▶ _Information provided_:
----------------

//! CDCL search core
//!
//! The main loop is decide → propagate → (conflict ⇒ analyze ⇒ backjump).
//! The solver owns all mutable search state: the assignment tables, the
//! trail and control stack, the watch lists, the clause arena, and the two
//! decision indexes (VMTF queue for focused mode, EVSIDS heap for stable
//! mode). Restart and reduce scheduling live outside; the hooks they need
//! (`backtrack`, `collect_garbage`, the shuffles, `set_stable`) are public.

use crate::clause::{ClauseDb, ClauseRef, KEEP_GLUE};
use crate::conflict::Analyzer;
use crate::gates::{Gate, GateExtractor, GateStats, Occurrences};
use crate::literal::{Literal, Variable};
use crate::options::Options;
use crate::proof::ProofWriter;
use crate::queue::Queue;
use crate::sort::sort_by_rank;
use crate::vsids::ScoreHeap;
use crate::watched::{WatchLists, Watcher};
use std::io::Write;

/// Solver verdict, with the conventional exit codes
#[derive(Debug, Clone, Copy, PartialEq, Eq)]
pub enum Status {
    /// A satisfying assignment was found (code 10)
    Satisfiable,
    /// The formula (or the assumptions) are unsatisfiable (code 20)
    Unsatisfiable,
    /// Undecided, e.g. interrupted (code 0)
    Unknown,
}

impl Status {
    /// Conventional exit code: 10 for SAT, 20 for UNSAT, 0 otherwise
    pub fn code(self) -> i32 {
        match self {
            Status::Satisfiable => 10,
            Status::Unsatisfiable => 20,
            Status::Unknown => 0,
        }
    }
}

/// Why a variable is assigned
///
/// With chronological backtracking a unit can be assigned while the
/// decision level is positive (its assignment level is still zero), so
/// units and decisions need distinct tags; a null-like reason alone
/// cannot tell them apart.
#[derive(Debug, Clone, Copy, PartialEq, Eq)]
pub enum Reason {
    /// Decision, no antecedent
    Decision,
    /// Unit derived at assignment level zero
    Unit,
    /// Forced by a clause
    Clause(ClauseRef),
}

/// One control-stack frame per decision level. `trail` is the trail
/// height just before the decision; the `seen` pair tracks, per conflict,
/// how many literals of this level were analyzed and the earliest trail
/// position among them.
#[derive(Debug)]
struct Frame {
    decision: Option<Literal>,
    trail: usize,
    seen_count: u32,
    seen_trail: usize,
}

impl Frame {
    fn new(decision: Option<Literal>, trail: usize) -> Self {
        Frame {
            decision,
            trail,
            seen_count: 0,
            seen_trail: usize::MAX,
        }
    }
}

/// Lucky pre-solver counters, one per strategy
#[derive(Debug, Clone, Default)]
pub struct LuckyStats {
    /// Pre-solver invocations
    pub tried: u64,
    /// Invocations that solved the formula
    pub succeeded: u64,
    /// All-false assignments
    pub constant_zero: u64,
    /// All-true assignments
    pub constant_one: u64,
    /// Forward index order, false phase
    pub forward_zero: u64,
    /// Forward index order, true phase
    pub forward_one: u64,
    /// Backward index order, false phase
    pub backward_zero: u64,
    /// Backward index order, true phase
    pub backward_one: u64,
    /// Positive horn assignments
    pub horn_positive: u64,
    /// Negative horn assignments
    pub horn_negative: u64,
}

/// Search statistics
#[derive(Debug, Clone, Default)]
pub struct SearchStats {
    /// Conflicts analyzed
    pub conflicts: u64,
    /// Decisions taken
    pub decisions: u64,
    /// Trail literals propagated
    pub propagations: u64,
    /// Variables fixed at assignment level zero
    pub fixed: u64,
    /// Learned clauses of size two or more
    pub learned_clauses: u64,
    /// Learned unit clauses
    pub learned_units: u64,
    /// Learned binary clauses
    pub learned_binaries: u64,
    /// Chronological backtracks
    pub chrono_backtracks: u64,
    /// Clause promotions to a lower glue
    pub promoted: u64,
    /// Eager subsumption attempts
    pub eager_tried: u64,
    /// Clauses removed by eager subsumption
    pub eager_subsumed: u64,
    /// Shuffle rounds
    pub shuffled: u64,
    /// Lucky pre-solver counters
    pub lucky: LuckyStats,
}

----------------

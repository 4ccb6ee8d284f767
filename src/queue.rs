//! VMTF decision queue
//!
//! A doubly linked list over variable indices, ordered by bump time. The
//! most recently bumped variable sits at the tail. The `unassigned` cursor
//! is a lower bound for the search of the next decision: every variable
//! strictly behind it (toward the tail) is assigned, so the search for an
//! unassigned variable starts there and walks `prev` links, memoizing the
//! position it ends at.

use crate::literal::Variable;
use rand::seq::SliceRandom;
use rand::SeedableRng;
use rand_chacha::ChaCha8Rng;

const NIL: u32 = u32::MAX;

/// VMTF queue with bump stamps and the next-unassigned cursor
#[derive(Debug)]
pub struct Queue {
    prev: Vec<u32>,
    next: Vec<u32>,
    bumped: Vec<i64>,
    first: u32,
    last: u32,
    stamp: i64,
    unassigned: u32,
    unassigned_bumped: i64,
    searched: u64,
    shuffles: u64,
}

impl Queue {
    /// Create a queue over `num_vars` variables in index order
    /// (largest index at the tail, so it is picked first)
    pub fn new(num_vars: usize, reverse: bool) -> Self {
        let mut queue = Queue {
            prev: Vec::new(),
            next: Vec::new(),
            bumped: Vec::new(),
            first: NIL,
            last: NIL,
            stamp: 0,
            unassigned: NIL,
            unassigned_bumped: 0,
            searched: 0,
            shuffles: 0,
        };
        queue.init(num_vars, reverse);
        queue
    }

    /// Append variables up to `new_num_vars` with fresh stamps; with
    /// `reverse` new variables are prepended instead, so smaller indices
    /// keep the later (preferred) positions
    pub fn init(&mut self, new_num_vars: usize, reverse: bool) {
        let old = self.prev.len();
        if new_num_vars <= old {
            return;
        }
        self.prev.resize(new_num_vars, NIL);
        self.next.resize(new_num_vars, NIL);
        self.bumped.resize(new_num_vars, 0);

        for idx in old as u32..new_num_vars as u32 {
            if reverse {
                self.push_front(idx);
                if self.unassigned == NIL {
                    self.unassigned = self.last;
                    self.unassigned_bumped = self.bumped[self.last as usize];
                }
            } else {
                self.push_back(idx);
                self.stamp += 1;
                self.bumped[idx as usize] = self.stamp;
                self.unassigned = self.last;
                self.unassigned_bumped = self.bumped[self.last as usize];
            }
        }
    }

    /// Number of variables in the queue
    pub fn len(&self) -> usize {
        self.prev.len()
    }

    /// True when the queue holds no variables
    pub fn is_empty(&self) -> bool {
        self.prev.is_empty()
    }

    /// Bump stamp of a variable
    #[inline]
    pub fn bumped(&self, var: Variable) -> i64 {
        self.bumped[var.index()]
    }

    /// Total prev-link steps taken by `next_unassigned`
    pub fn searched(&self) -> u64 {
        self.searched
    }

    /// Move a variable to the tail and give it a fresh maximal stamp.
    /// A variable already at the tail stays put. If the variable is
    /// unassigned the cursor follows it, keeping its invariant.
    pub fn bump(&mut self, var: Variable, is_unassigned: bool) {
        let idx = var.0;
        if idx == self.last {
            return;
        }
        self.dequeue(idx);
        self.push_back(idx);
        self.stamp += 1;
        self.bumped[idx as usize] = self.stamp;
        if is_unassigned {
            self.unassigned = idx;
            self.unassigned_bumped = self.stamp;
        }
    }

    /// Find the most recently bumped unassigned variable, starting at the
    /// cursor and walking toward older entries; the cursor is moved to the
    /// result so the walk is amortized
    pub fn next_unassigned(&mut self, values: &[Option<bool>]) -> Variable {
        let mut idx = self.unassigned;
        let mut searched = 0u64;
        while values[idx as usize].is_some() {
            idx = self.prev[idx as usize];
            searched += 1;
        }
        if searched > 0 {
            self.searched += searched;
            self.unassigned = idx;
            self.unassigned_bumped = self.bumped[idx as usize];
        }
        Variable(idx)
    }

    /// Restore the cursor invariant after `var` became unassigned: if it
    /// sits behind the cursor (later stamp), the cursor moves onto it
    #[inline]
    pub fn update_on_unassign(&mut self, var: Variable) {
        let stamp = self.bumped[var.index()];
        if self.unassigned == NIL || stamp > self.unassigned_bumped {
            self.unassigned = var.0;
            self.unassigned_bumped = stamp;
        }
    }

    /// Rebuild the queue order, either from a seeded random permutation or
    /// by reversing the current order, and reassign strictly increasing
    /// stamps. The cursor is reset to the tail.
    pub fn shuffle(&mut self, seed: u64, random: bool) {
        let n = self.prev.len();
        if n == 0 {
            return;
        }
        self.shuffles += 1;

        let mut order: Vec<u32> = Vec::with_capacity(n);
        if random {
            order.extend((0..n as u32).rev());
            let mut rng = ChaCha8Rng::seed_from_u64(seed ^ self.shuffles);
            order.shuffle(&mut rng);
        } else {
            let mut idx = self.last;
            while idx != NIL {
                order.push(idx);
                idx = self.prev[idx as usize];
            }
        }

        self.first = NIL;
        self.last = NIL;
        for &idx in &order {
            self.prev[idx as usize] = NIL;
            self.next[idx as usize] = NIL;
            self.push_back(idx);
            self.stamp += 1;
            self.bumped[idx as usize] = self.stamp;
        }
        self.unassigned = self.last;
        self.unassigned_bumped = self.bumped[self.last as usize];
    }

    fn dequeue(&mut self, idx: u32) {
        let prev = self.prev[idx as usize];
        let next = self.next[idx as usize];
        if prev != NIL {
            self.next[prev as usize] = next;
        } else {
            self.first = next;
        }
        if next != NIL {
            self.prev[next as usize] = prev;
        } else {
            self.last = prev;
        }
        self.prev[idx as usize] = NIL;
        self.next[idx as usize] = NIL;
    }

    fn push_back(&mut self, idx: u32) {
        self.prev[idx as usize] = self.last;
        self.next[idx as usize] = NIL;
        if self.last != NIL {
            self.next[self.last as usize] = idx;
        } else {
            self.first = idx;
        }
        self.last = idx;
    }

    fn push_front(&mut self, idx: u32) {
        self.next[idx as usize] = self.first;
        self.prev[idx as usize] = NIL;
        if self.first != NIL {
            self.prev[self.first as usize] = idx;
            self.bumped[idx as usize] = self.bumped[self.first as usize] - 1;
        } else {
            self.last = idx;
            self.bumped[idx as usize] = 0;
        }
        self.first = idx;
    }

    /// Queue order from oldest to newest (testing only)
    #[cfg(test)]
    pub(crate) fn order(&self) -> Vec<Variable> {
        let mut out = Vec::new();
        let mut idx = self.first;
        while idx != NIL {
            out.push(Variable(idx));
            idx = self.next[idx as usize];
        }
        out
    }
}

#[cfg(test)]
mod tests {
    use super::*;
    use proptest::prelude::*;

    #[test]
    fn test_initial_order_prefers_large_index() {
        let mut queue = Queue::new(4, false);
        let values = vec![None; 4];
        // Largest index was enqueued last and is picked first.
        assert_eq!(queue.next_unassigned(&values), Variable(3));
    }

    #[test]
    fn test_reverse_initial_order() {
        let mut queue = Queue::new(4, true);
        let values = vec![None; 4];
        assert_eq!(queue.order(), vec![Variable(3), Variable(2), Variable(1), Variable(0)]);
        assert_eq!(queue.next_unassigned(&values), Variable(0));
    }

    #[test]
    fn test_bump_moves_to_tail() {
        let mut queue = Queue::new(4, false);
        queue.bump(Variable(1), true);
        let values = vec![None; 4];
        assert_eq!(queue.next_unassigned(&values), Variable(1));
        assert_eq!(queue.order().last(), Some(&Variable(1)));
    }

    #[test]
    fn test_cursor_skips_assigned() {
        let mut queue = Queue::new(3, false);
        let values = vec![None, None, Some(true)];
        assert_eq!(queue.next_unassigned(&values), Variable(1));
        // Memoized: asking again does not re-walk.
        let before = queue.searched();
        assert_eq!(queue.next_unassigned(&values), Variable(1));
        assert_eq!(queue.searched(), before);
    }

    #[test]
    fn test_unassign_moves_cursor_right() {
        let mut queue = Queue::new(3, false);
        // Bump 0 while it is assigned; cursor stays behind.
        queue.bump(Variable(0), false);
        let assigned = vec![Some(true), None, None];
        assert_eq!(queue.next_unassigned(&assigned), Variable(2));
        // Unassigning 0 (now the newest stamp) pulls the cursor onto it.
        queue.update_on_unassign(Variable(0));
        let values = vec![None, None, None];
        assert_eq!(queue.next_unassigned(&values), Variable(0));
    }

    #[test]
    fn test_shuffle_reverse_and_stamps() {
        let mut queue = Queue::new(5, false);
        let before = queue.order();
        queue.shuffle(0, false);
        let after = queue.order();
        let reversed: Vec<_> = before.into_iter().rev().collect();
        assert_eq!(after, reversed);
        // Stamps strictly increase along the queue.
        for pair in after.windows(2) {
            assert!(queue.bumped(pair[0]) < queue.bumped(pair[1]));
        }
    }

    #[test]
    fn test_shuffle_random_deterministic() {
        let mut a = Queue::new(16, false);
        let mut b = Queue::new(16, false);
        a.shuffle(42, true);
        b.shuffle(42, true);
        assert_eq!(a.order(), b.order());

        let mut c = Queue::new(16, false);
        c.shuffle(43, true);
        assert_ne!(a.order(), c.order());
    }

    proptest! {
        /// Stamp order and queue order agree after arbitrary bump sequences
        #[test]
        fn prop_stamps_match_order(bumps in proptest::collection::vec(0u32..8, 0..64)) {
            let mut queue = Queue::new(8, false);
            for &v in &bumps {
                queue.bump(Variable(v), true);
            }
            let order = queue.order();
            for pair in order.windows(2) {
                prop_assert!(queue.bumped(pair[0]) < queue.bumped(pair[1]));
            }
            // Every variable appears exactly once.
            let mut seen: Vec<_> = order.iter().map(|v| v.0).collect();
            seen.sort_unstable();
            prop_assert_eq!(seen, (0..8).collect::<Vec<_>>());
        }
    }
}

----------------

▶ _Requirement_: Look back at the entries above. Retype the line with "CDCL search core", the line with "use crate::conflict::Analyzer;", and all lines in between.

▶ _Solution to this problem_:
//! CDCL search core
//!
//! The main loop is decide → propagate → (conflict ⇒ analyze ⇒ backjump).
//! The solver owns all mutable search state: the assignment tables, the
//! trail and control stack, the watch lists, the clause arena, and the two
//! decision indexes (VMTF queue for focused mode, EVSIDS heap for stable
//! mode). Restart and reduce scheduling live outside; the hooks they need
//! (`backtrack`, `collect_garbage`, the shuffles, `set_stable`) are public.

use crate::clause::{ClauseDb, ClauseRef, KEEP_GLUE};
use crate::conflict::Analyzer;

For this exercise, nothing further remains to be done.